T. Rowe Price REAL ASSETS FUND (PRAFX) Real assets is a broad category that includes assets with physical properties, such as energy and natural resources, real estate, basic materials, equipment, utilities and infrastructure, and commodities. Investors can gain exposure to these assets through stocks in companies, which often have a greater correlation with inflation than other securities. Over shorter periods, however, real assets stocks may be more volatile than other stocks, and investors are cautioned against concentrating their investments in this or other single asset classes.

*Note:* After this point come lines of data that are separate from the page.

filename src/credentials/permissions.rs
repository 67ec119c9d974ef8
//! Minimal read-only permission sets per source.
//!
//! The same table feeds the capability probes run by the validator and the
//! setup guide handed to customers, so the two cannot drift apart.

use rand::distributions::Alphanumeric;
use rand::Rng;
use serde::Serialize;
use serde_json::{json, Value};
use std::collections::BTreeSet;

use crate::common::constants::EXTERNAL_ID_LEN;
use crate::domain::SourceType;

#[derive(Debug, Clone, Copy, PartialEq, Eq, Serialize)]
pub struct Permission {
    pub action: &'static str,
    pub description: &'static str,
    /// Whether the validator exercises this action with a minimal call.
    pub probed: bool,
}

const fn permission(action: &'static str, description: &'static str, probed: bool) -> Permission {
    Permission {
        action,
        description,
        probed,
    }
}

const GUARDDUTY_PERMISSIONS: &[Permission] = &[
    permission("guardduty:ListDetectors", "Find the detector enabled in the region", true),
    permission("guardduty:GetDetector", "Confirm the detector is enabled", false),
    permission("guardduty:ListFindings", "Page through finding ids", true),
    permission("guardduty:GetFindings", "Fetch finding details", false),
];

const SECURITY_HUB_PERMISSIONS: &[Permission] = &[
    permission("securityhub:DescribeHub", "Confirm Security Hub is enabled", true),
    permission("securityhub:GetFindings", "Fetch findings in ASFF", true),
    permission("securityhub:GetEnabledStandards", "Read enabled standards for context", false),
];

const CLOUDTRAIL_PERMISSIONS: &[Permission] = &[
    permission("cloudtrail:DescribeTrails", "List trails configured in the account", true),
    permission("cloudtrail:GetTrailStatus", "Confirm a trail is logging", false),
    permission("cloudtrail:LookupEvents", "Read recent management events", true),
];

/// The minimal permission set for `source`.
pub fn permissions_for(source: SourceType) -> &'static [Permission] {
    match source {
        SourceType::GuardDuty => GUARDDUTY_PERMISSIONS,
        SourceType::SecurityHub => SECURITY_HUB_PERMISSIONS,
        SourceType::CloudTrail => CLOUDTRAIL_PERMISSIONS,
    }
}

/// The subset of `permissions_for(source)` the validator probes.
pub fn probed_permissions(source: SourceType) -> impl Iterator<Item = &'static Permission> {
    permissions_for(source).iter().filter(|p| p.probed)
}

/// Random token customers put in the `sts:ExternalId` trust condition.
pub fn generate_external_id() -> String {
    rand::thread_rng()
        .sample_iter(&Alphanumeric)
        .take(EXTERNAL_ID_LEN)
        .map(char::from)
        .collect()
}

#[derive(Debug, Clone, Serialize)]
pub struct ProbeSummary {
    pub source: SourceType,
    pub action: &'static str,
    pub description: &'static str,
}

/// Everything an operator needs to set up the cross-account role.
#[derive(Debug, Clone, Serialize)]
pub struct SetupGuide {
    pub sources: Vec<SourceType>,
    pub external_id: String,
    pub trust_policy: Value,
    pub permission_policy: Value,
    pub probes: Vec<ProbeSummary>,
}

/// Build the trust policy, permission policy and probe list for `sources`.
pub fn setup_guide(sources: &[SourceType], trusted_principal: &str, external_id: &str) -> SetupGuide {
    let mut unique_sources: Vec<SourceType> = sources.to_vec();
    unique_sources.sort();
    unique_sources.dedup();

    let actions: BTreeSet<&'static str> = unique_sources
        .iter()
        .flat_map(|s| permissions_for(*s).iter().map(|p| p.action))
        .collect();

    let probes = unique_sources
        .iter()
        .flat_map(|s| {
            probed_permissions(*s).map(move |p| ProbeSummary {
                source: *s,
                action: p.action,
                description: p.description,
            })
        })
        .collect();

    let trust_policy = json!({
        "Version": "2012-10-17",
        "Statement": [{
            "Effect": "Allow",
            "Principal": { "AWS": trusted_principal },
            "Action": "sts:AssumeRole",
            "Condition": { "StringEquals": { "sts:ExternalId": external_id } }
        }]
    });

    let permission_policy = json!({
        "Version": "2012-10-17",
        "Statement": [{
            "Sid": "FindingIngestReadOnly",
            "Effect": "Allow",
            "Action": actions.into_iter().collect::<Vec<_>>(),
            "Resource": "*"
        }]
    });

    SetupGuide {
        sources: unique_sources,
        external_id: external_id.to_string(),
        trust_policy,
        permission_policy,
        probes,
    }
}
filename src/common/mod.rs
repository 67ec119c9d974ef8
pub mod constants;
pub mod error;
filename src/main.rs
use anyhow::{bail, Context};
use clap::{Parser, Subcommand};
use std::path::PathBuf;
use std::sync::Arc;
use tracing::{error, info, warn};

use finding_ingest::apis::DefaultConnectorFactory;
use finding_ingest::app::ports::FindingProcessorPort;
use finding_ingest::config::{AppConfig, RunsFile};
use finding_ingest::credentials::permissions::{generate_external_id, setup_guide};
use finding_ingest::credentials::CredentialBroker;
use finding_ingest::domain::SourceType;
use finding_ingest::infra::{DiscardingSink, FixtureStore, HttpAssumeRoleClient, HttpProviderApi, NdjsonFindingSink};
use finding_ingest::observability::{logging, metrics};
use finding_ingest::pipeline::ingestion::{IngestionOrchestrator, IngestionRegistry, IngestionStatus, RateLimiters};

#[derive(Parser)]
#[command(name = "finding_ingest")]
#[command(about = "Cross-tenant security finding ingestion")]
#[command(version)]
struct Cli {
    /// Application config (TOML). Defaults apply when the file is missing.
    #[arg(long, default_value = "finding_ingest.toml", global = true)]
    config: PathBuf,

    #[command(subcommand)]
    command: Commands,
}

#[derive(Subcommand)]
enum Commands {
    /// Start every run in a runs file and wait for all of them
    Ingest {
        /// TOML file with one [[runs]] table per run
        #[arg(long)]
        runs: PathBuf,
    },
    /// Assume a short validation lease and probe one source's permissions
    Validate {
        /// Source type: guardduty, security_hub or cloudtrail
        #[arg(long)]
        source: SourceType,
        #[arg(long)]
        account: String,
        #[arg(long)]
        role: String,
        #[arg(long)]
        external_id: String,
        #[arg(long, default_value = "us-east-1")]
        region: String,
    },
    /// Print the trust and permission policies a customer needs to create
    SetupGuide {
        /// Comma-separated source types; all sources when omitted
        #[arg(long, value_delimiter = ',')]
        sources: Vec<SourceType>,
        /// Reuse an existing external id instead of generating one
        #[arg(long)]
        external_id: Option<String>,
    },
}

async fn build_processor(config: &AppConfig) -> anyhow::Result<Arc<dyn FindingProcessorPort>> {
    Ok(match &config.output_dir {
        Some(dir) => Arc::new(NdjsonFindingSink::create(dir, "findings.ndjson").await?),
        None => {
            warn!("No output_dir configured, findings will be discarded");
            Arc::new(DiscardingSink)
        }
    })
}

async fn ingest(config: AppConfig, runs_path: PathBuf) -> anyhow::Result<()> {
    let runs = RunsFile::load(&runs_path)
        .with_context(|| format!("loading runs from {}", runs_path.display()))?;
    if runs.runs.is_empty() {
        bail!("{} contains no [[runs]]", runs_path.display());
    }

    let sts = Arc::new(HttpAssumeRoleClient::new(&config.broker)?);
    let api = Arc::new(HttpProviderApi::new(&config.provider)?);
    let broker = Arc::new(CredentialBroker::new(sts, config.broker.clone()));
    let mut orchestrator = IngestionOrchestrator::new(
        broker,
        Arc::new(DefaultConnectorFactory::new(api)),
        build_processor(&config).await?,
        RateLimiters::from_config(&config),
    );
    if let Some(dir) = &config.fixture_dir {
        orchestrator = orchestrator.with_fixtures(Arc::new(FixtureStore::load_dir(dir)?));
    }
    let registry = IngestionRegistry::new(Arc::new(orchestrator));

    let mut run_ids = Vec::with_capacity(runs.runs.len());
    for run in runs.runs {
        run_ids.push(registry.start(run).await);
    }
    info!("Started {} ingestion runs", run_ids.len());

    let mut failed = 0;
    for run_id in &run_ids {
        match registry.wait(run_id).await {
            Some(result) => {
                if result.status != IngestionStatus::Success {
                    failed += 1;
                }
                println!("{}", serde_json::to_string(&result)?);
            }
            None => {
                error!("Run {} produced no result", run_id);
                failed += 1;
            }
        }
    }

    let summary = registry.metrics().await;
    info!("Registry summary: {}", serde_json::to_string(&summary)?);
    if let Some(rendered) = metrics::render() {
        tracing::debug!("metrics snapshot:\n{}", rendered);
    }
    if failed > 0 {
        bail!("{} of {} runs did not succeed", failed, run_ids.len());
    }
    Ok(())
}

async fn validate(
    config: AppConfig,
    source: SourceType,
    account: String,
    role: String,
    external_id: String,
    region: String,
) -> anyhow::Result<()> {
    let sts = Arc::new(HttpAssumeRoleClient::new(&config.broker)?);
    let api = Arc::new(HttpProviderApi::new(&config.provider)?);
    let broker = CredentialBroker::new(sts, config.broker.clone());
    let report = broker
        .validate_source(api, source, &region, &account, &role, &external_id)
        .await;
    println!("{}", serde_json::to_string_pretty(&report)?);
    if !report.is_valid() {
        bail!("{} validation failed with {} errors", source, report.errors.len());
    }
    Ok(())
}

#[tokio::main]
async fn main() -> anyhow::Result<()> {
    dotenv::dotenv().ok();
    logging::init_logging();
    metrics::init();

    let cli = Cli::parse();
    let config = AppConfig::load_or_default(&cli.config)
        .with_context(|| format!("loading config from {}", cli.config.display()))?;

    match cli.command {
        Commands::Ingest { runs } => ingest(config, runs).await,
        Commands::Validate {
            source,
            account,
            role,
            external_id,
            region,
        } => validate(config, source, account, role, external_id, region).await,
        Commands::SetupGuide { sources, external_id } => {
            let sources = if sources.is_empty() {
                SourceType::all().to_vec()
            } else {
                sources
            };
            let external_id = external_id.unwrap_or_else(generate_external_id);
            let guide = setup_guide(&sources, &config.broker.trusted_principal, &external_id);
            println!("{}", serde_json::to_string_pretty(&guide)?);
            Ok(())
        }
    }
}
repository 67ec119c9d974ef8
// Cross-account credentials: leases, the broker that issues them, capability
// probes and the permission catalog both are derived from.

pub mod broker;
pub mod lease;
pub mod permissions;
pub mod validator;

pub use broker::CredentialBroker;
pub use lease::{CredentialLease, LeaseSecret};
pub use validator::{CapabilityProbe, ProbeStatus, ValidationReport};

T. Rowe Price RETIREMENT FUNDS Retirement date funds, often referred to as target-date funds, offer a simple alternative to trying to select the appropriate mix of stock and bond funds. Each professionally managed fund invests in a diversified range of T. Rowe Price stock and bond mutual funds. The asset allocation gradually becomes more conservative over time in order to dampen the fund's potential volatility and provide an income stream made up of regular withdrawals throughout retirement. The funds are designed to provide some protection against inflation by investing in securities that generally benefit from rising prices. These include energy and natural resources stocks, as well as real estate, basic materials, equipment, utilities, infrastructure, and commodities securities. Many of the funds also invest in TIPS and other inflation-focused securities.
1Mckinsey & Company, Mobilizing for a Resource Revolution, January 2012.
2Bureau of Labor Statistics, Consumer Expenditures, 2010.
3, 4Ibbotson Associates, Ibbotson® SBBI® 2012 Classic Yearbook.